Dampak pembiaran ketidakadilan gender ini akan berpengaruh cukup kuat dalam 2 hal utama yakni: dampak secara pribadi yang seringkali menimbulkan sikap: pasrah, minder, takut, selalu dipimpin, diam, dll. Juga berdampak lemahnya posisi strategis perempuan di Kabupaten Malinau, yakni dalam bidang: Ekonomi, Politik, Kepemimpinan, Anggaran, kesehatan, Pendidikan dan Lingkungan yang berkelanjutan.

Kehadiran Sekolah Perempuan, juga memberikan pemahaman bahwa perempuan di Malinau mempunyai hak yang dijamin oleh negara melalui pemenuhan Hak Asasi manusia seperti yang termuat dalam Pembukaan UUD 1945, Hak Ekonomi, Sosial dan Budaya serta Pasal-Pasal UUD 45 terutama dalam prinsip kesetaraan hak dan kewajiban warga negara.
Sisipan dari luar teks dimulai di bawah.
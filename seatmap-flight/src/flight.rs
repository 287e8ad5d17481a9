use crate::boarding::{BoardingCard, CardPrinter};
use seatmap_core::{Aircraft, FlightNumber, Seat, SeatingError, SeatingPlan, SeatingResult};
use seatmap_shared::Masked;
use std::collections::BTreeMap;
use std::sync::Arc;

/// A single scheduled flight and its seat map.
///
/// The seating plan is captured from the aircraft when the flight is created
/// and every seat of that plan is present in the map for the flight's
/// lifetime. Seats are only ever filled by [`Flight::allocate`] and moved by
/// [`Flight::relocate`].
#[derive(Debug, Clone)]
pub struct Flight {
    number: FlightNumber,
    aircraft: Arc<Aircraft>,
    plan: SeatingPlan,
    seating: BTreeMap<Seat, Option<String>>,
}

impl Flight {
    pub fn new(number: impl Into<String>, aircraft: Arc<Aircraft>) -> SeatingResult<Self> {
        let number = FlightNumber::parse(number)?;
        let plan = aircraft.seating_plan();
        let seating = plan.seats().map(|seat| (seat, None)).collect();

        tracing::info!(
            "Flight {} created on {} {} with {} seats",
            number,
            aircraft.model(),
            aircraft.registration(),
            plan.num_seats()
        );

        Ok(Self {
            number,
            aircraft,
            plan,
            seating,
        })
    }

    pub fn number(&self) -> &str {
        self.number.as_str()
    }

    pub fn flight_number(&self) -> &FlightNumber {
        &self.number
    }

    pub fn aircraft(&self) -> &Aircraft {
        &self.aircraft
    }

    pub fn aircraft_model(&self) -> &'static str {
        self.aircraft.model()
    }

    pub fn seating_plan(&self) -> SeatingPlan {
        self.plan
    }

    /// Validates a seat reference against this flight's seating plan.
    pub fn parse_seat(&self, seat: &str) -> SeatingResult<Seat> {
        self.plan.parse_seat(seat)
    }

    /// Passenger in `seat`, if any.
    pub fn occupant(&self, seat: &str) -> SeatingResult<Option<&str>> {
        let seat = self.parse_seat(seat)?;
        Ok(self.occupant_at(seat))
    }

    /// The whole seat map in cabin order.
    pub fn seats(&self) -> impl Iterator<Item = (Seat, Option<&str>)> + '_ {
        self.seating
            .iter()
            .map(|(seat, passenger)| (*seat, passenger.as_deref()))
    }

    /// Occupied seats in cabin order.
    pub fn occupied_seats(&self) -> impl Iterator<Item = (Seat, &str)> + '_ {
        self.seats()
            .filter_map(|(seat, passenger)| passenger.map(|passenger| (seat, passenger)))
    }

    /// Places `passenger` in an empty seat.
    ///
    /// An empty passenger name counts as no passenger, so the seat stays free.
    pub fn allocate(&mut self, seat: &str, passenger: impl Into<String>) -> SeatingResult<()> {
        let target = self.parse_seat(seat).inspect_err(|e| self.log_rejected("allocate", e))?;

        if self.occupant_at(target).is_some() {
            let e = SeatingError::SeatOccupied(seat.to_string());
            self.log_rejected("allocate", &e);
            return Err(e);
        }

        let passenger = passenger.into();
        if passenger.is_empty() {
            tracing::debug!("Flight {}: empty passenger for seat {}, seat left free", self.number, target);
            return Ok(());
        }

        tracing::debug!(
            "Flight {}: seat {} allocated to {}",
            self.number,
            target,
            Masked::new(passenger.as_str())
        );
        *self.slot_mut(target) = Some(passenger);

        Ok(())
    }

    /// Moves the passenger in `from_seat` to the empty `to_seat`.
    ///
    /// Both seats are validated and checked before anything changes, so a
    /// failed relocation leaves the seat map untouched.
    pub fn relocate(&mut self, from_seat: &str, to_seat: &str) -> SeatingResult<()> {
        let (from, to) = self
            .parse_seat(from_seat)
            .and_then(|from| self.parse_seat(to_seat).map(|to| (from, to)))
            .inspect_err(|e| self.log_rejected("relocate", e))?;

        if self.occupant_at(from).is_none() {
            let e = SeatingError::NoPassengerToRelocate(from_seat.to_string());
            self.log_rejected("relocate", &e);
            return Err(e);
        }
        if self.occupant_at(to).is_some() {
            let e = SeatingError::SeatOccupied(to_seat.to_string());
            self.log_rejected("relocate", &e);
            return Err(e);
        }

        let passenger = self.slot_mut(from).take();
        tracing::debug!(
            "Flight {}: {} relocated from {} to {}",
            self.number,
            Masked::new(passenger.as_deref().unwrap_or_default()),
            from,
            to
        );
        *self.slot_mut(to) = passenger;

        Ok(())
    }

    pub fn num_available_seats(&self) -> usize {
        self.seating.values().filter(|passenger| passenger.is_none()).count()
    }

    pub fn num_occupied_seats(&self) -> usize {
        self.seating.len() - self.num_available_seats()
    }

    /// Boarding cards for every occupied seat, ordered by passenger name and
    /// then by seat label. Each call builds a fresh sequence.
    pub fn boarding_cards(&self) -> impl Iterator<Item = BoardingCard<'_>> + '_ {
        let mut passenger_seats: Vec<(&str, String)> = self
            .occupied_seats()
            .map(|(seat, passenger)| (passenger, seat.label()))
            .collect();
        passenger_seats.sort();

        passenger_seats
            .into_iter()
            .map(move |(passenger, seat)| BoardingCard {
                passenger,
                seat,
                flight_number: self.number.as_str(),
                aircraft_model: self.aircraft.model(),
            })
    }

    /// Hands every boarding card to `printer`, in [`Flight::boarding_cards`] order.
    pub fn make_boarding_cards<P>(&self, printer: &mut P)
    where
        P: CardPrinter + ?Sized,
    {
        for card in self.boarding_cards() {
            printer.print_card(card.passenger, &card.seat, card.flight_number, card.aircraft_model);
        }
    }

    fn occupant_at(&self, seat: Seat) -> Option<&str> {
        self.seating.get(&seat).and_then(|passenger| passenger.as_deref())
    }

    fn slot_mut(&mut self, seat: Seat) -> &mut Option<String> {
        // Seats are validated against the plan before reaching here, so the entry always exists.
        self.seating.entry(seat).or_default()
    }

    fn log_rejected(&self, operation: &str, error: &SeatingError) {
        tracing::warn!("Flight {}: {} rejected: {}", self.number, operation, error);
    }
}

#[cfg(test)]
mod tests {
    use super::*;

    fn a319_flight() -> Flight {
        Flight::new("BA756", Arc::new(Aircraft::airbus_a319("G-EUPT"))).unwrap()
    }

    #[test]
    fn test_new_flight_is_empty() {
        let flight = a319_flight();
        assert_eq!(flight.number(), "BA756");
        assert_eq!(flight.aircraft_model(), "Airbus A319");
        assert_eq!(flight.aircraft().registration(), "G-EUPT");
        assert_eq!(flight.num_available_seats(), 132);
        assert_eq!(flight.seats().count(), 132);
        assert_eq!(flight.boarding_cards().count(), 0);
    }

    #[test]
    fn test_invalid_flight_number() {
        let aircraft = Arc::new(Aircraft::airbus_a319("G-EUPT"));
        assert!(matches!(
            Flight::new("ba756", aircraft.clone()),
            Err(SeatingError::InvalidFlightNumber(_))
        ));
        assert!(matches!(
            Flight::new("BA10000", aircraft),
            Err(SeatingError::InvalidFlightNumber(_))
        ));
    }

    #[test]
    fn test_allocate() {
        let mut flight = a319_flight();
        flight.allocate("12A", "Jhon Intriago").unwrap();

        assert_eq!(flight.occupant("12A").unwrap(), Some("Jhon Intriago"));
        assert_eq!(flight.num_available_seats(), 131);
        assert_eq!(flight.num_occupied_seats(), 1);
    }

    #[test]
    fn test_allocate_occupied_seat() {
        let mut flight = a319_flight();
        flight.allocate("1C", "Einsten").unwrap();

        let result = flight.allocate("1C", "John Nash");
        assert_eq!(result, Err(SeatingError::SeatOccupied("1C".to_string())));
        assert_eq!(flight.occupant("1C").unwrap(), Some("Einsten"));
        assert_eq!(flight.num_available_seats(), 131);
    }

    #[test]
    fn test_allocate_invalid_seat_leaves_map_unchanged() {
        let mut flight = a319_flight();
        assert!(matches!(flight.allocate("99Z", "X"), Err(SeatingError::InvalidSeatLetter(_))));
        assert!(matches!(flight.allocate("23A", "X"), Err(SeatingError::InvalidSeatRow(_))));
        assert!(matches!(flight.allocate("QA", "X"), Err(SeatingError::InvalidSeatRow(_))));
        assert_eq!(flight.num_available_seats(), 132);
    }

    #[test]
    fn test_same_passenger_in_two_seats() {
        let mut flight = a319_flight();
        flight.allocate("3A", "Belencito").unwrap();
        flight.allocate("3B", "Belencito").unwrap();
        assert_eq!(flight.num_available_seats(), 130);
    }

    #[test]
    fn test_empty_passenger_leaves_seat_free() {
        let mut flight = a319_flight();
        flight.allocate("4D", "").unwrap();
        assert_eq!(flight.occupant("4D").unwrap(), None);
        assert_eq!(flight.num_available_seats(), 132);
    }

    #[derive(Clone, Default)]
    struct LogBuffer(Arc<std::sync::Mutex<Vec<u8>>>);

    impl std::io::Write for LogBuffer {
        fn write(&mut self, buf: &[u8]) -> std::io::Result<usize> {
            self.0.lock().unwrap().extend_from_slice(buf);
            Ok(buf.len())
        }

        fn flush(&mut self) -> std::io::Result<()> {
            Ok(())
        }
    }

    #[test]
    fn test_empty_passenger_is_logged() {
        let logs = LogBuffer::default();
        let writer = logs.clone();
        let subscriber = tracing_subscriber::fmt()
            .with_max_level(tracing::Level::DEBUG)
            .with_ansi(false)
            .with_writer(move || writer.clone())
            .finish();

        tracing::subscriber::with_default(subscriber, || {
            let mut flight = a319_flight();
            flight.allocate("4D", "").unwrap();
        });

        let output = String::from_utf8(logs.0.lock().unwrap().clone()).unwrap();
        assert!(output.contains("Flight BA756: empty passenger for seat 4D, seat left free"));
    }

    #[test]
    fn test_relocate() {
        let mut flight = a319_flight();
        flight.allocate("12A", "Jhon Intriago").unwrap();
        flight.relocate("12A", "12B").unwrap();

        assert_eq!(flight.occupant("12A").unwrap(), None);
        assert_eq!(flight.occupant("12B").unwrap(), Some("Jhon Intriago"));
        assert_eq!(flight.num_available_seats(), 131);
    }

    #[test]
    fn test_relocate_from_empty_seat() {
        let mut flight = a319_flight();
        assert_eq!(
            flight.relocate("5A", "5B"),
            Err(SeatingError::NoPassengerToRelocate("5A".to_string()))
        );
    }

    #[test]
    fn test_relocate_failures_leave_map_unchanged() {
        let mut flight = a319_flight();
        flight.allocate("12A", "Jhon Intriago").unwrap();
        flight.allocate("12B", "Mabel Sanchez").unwrap();

        assert_eq!(flight.relocate("12A", "12B"), Err(SeatingError::SeatOccupied("12B".to_string())));
        assert!(matches!(flight.relocate("12A", "30B"), Err(SeatingError::InvalidSeatRow(_))));
        assert!(matches!(flight.relocate("12A", "12Z"), Err(SeatingError::InvalidSeatLetter(_))));
        assert!(matches!(flight.relocate("0A", "13A"), Err(SeatingError::InvalidSeatRow(_))));
        assert_eq!(flight.relocate("12A", "12A"), Err(SeatingError::SeatOccupied("12A".to_string())));

        assert_eq!(flight.occupant("12A").unwrap(), Some("Jhon Intriago"));
        assert_eq!(flight.occupant("12B").unwrap(), Some("Mabel Sanchez"));
        assert_eq!(flight.num_available_seats(), 130);
    }

    #[test]
    fn test_relocate_validates_destination_before_checking_source() {
        let mut flight = a319_flight();
        assert_eq!(
            flight.relocate("5A", "99Z"),
            Err(SeatingError::InvalidSeatLetter("99Z".to_string()))
        );
        assert_eq!(
            flight.relocate("5A", "40A"),
            Err(SeatingError::InvalidSeatRow("40A".to_string()))
        );
        assert_eq!(
            flight.relocate("5A", "6A"),
            Err(SeatingError::NoPassengerToRelocate("5A".to_string()))
        );
        assert_eq!(flight.num_available_seats(), 132);
    }

    #[test]
    fn test_seats_in_cabin_order() {
        let mut flight = a319_flight();
        flight.allocate("15F", "Mabel Sanchez").unwrap();
        flight.allocate("1D", "John Nash").unwrap();

        let occupied: Vec<(String, &str)> = flight
            .occupied_seats()
            .map(|(seat, passenger)| (seat.label(), passenger))
            .collect();
        assert_eq!(
            occupied,
            vec![("1D".to_string(), "John Nash"), ("15F".to_string(), "Mabel Sanchez")]
        );
    }

    #[test]
    fn test_boarding_cards_sorted_by_passenger_then_seat() {
        let mut flight = a319_flight();
        flight.allocate("15F", "Mabel Sanchez").unwrap();
        flight.allocate("12A", "Belencito").unwrap();
        flight.allocate("2A", "Belencito").unwrap();
        flight.allocate("1C", "Einsten").unwrap();

        let cards: Vec<(String, String)> = flight
            .boarding_cards()
            .map(|card| (card.passenger.to_string(), card.seat))
            .collect();

        // Seat labels compare as text, so 12A sorts before 2A.
        assert_eq!(
            cards,
            vec![
                ("Belencito".to_string(), "12A".to_string()),
                ("Belencito".to_string(), "2A".to_string()),
                ("Einsten".to_string(), "1C".to_string()),
                ("Mabel Sanchez".to_string(), "15F".to_string()),
            ]
        );
        assert_eq!(flight.boarding_cards().count(), 4);
    }

    #[test]
    fn test_make_boarding_cards_passes_flight_details() {
        let mut flight = a319_flight();
        flight.allocate("1D", "John Nash").unwrap();

        let mut printed = Vec::new();
        let mut printer = |passenger: &str, seat: &str, number: &str, model: &str| {
            printed.push(format!("{}|{}|{}|{}", passenger, seat, number, model));
        };
        flight.make_boarding_cards(&mut printer);

        assert_eq!(printed, vec!["John Nash|1D|BA756|Airbus A319".to_string()]);
    }
}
Maka, Organisasi Perempuan Malinau ke depan diharapkan lebih berperan aktif dalam dinamika pembangunan Perdesaan seperti visi Kabupaten yakni GERDEMA (Gerakan Desa Membangun). Keterlibatan aktif tersebut bisa melalui proses Pra-Musrenbangdes hingga Musrenbangdes desa hingga Kabupaten. Sehingga proses penguatan perempuan bisa dilakukan secara bersama, melalui mekanisme yang lebih partisipatif, melibatkan lebih banyak pihak, transparan dan selalu dipertanggung jawabkan baik dari sisi kegiatan maupun anggaran.

Satu pemikiran pada “Sekolah Perempuan Malinau”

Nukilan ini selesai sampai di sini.